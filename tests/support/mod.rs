#![allow(dead_code)]

use std::{
    collections::VecDeque,
    sync::{
        atomic::{AtomicUsize, Ordering},
        Arc, Mutex,
    },
    time::Duration,
};

use axum::{
    extract::State,
    http::{HeaderMap, Method, StatusCode, Uri},
    response::IntoResponse,
    Router,
};

/// One canned coordinator response, served in queue order.
#[derive(Clone)]
pub struct MockResponse {
    pub status: StatusCode,
    pub body: String,
    pub delay: Duration,
}

impl MockResponse {
    pub fn empty(status: StatusCode) -> Self {
        Self {
            status,
            body: String::new(),
            delay: Duration::ZERO,
        }
    }

    pub fn json(status: StatusCode, body: &str) -> Self {
        Self {
            status,
            body: body.to_owned(),
            delay: Duration::ZERO,
        }
    }

    pub fn with_delay(mut self, delay: Duration) -> Self {
        self.delay = delay;
        self
    }
}

/// What the mock coordinator saw for one request.
#[derive(Clone, Debug, PartialEq, Eq)]
pub struct RecordedRequest {
    pub method: String,
    pub path: String,
    pub content_type: Option<String>,
    pub body: String,
}

#[derive(Clone)]
struct MockState {
    responses: Arc<Mutex<VecDeque<MockResponse>>>,
    requests: Arc<Mutex<Vec<RecordedRequest>>>,
    hits: Arc<AtomicUsize>,
}

pub struct Coordinator {
    pub base_url: String,
    pub port: u16,
    hits: Arc<AtomicUsize>,
    requests: Arc<Mutex<Vec<RecordedRequest>>>,
    task: tokio::task::JoinHandle<()>,
}

impl Drop for Coordinator {
    fn drop(&mut self) {
        self.task.abort();
    }
}

impl Coordinator {
    pub fn hits(&self) -> usize {
        self.hits.load(Ordering::SeqCst)
    }

    pub fn requests(&self) -> Vec<RecordedRequest> {
        self.requests
            .lock()
            .expect("request log mutex must not be poisoned")
            .clone()
    }
}

async fn coordinator_handler(
    State(state): State<MockState>,
    method: Method,
    uri: Uri,
    headers: HeaderMap,
    body: String,
) -> impl IntoResponse {
    state.hits.fetch_add(1, Ordering::SeqCst);
    state
        .requests
        .lock()
        .expect("request log mutex must not be poisoned")
        .push(RecordedRequest {
            method: method.to_string(),
            path: uri.path().to_owned(),
            content_type: headers
                .get("content-type")
                .and_then(|value| value.to_str().ok())
                .map(str::to_owned),
            body,
        });

    let response = {
        let mut queue = state
            .responses
            .lock()
            .expect("response queue mutex must not be poisoned");
        queue.pop_front().unwrap_or_else(|| {
            MockResponse::json(
                StatusCode::INTERNAL_SERVER_ERROR,
                r#"{"error":"no mock response available"}"#,
            )
        })
    };

    if !response.delay.is_zero() {
        tokio::time::sleep(response.delay).await;
    }

    (response.status, response.body)
}

/// Starts a mock coordinator that answers every method and path from the
/// response queue, recording what it received.
pub async fn spawn_coordinator(responses: Vec<MockResponse>) -> Coordinator {
    let state = MockState {
        responses: Arc::new(Mutex::new(responses.into())),
        requests: Arc::new(Mutex::new(Vec::new())),
        hits: Arc::new(AtomicUsize::new(0)),
    };

    let app = Router::new()
        .fallback(coordinator_handler)
        .with_state(state.clone());

    let listener = tokio::net::TcpListener::bind("127.0.0.1:0")
        .await
        .expect("must bind test listener");
    let address = listener.local_addr().expect("must have local addr");
    let task = tokio::spawn(async move {
        axum::serve(listener, app)
            .await
            .expect("mock coordinator must run");
    });

    Coordinator {
        base_url: format!("http://{address}"),
        port: address.port(),
        hits: state.hits,
        requests: state.requests,
        task,
    }
}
============================================================
#### Your task:
Work out how many lines above contain the word "StatusCode". Give only the number.

#### Response area:
5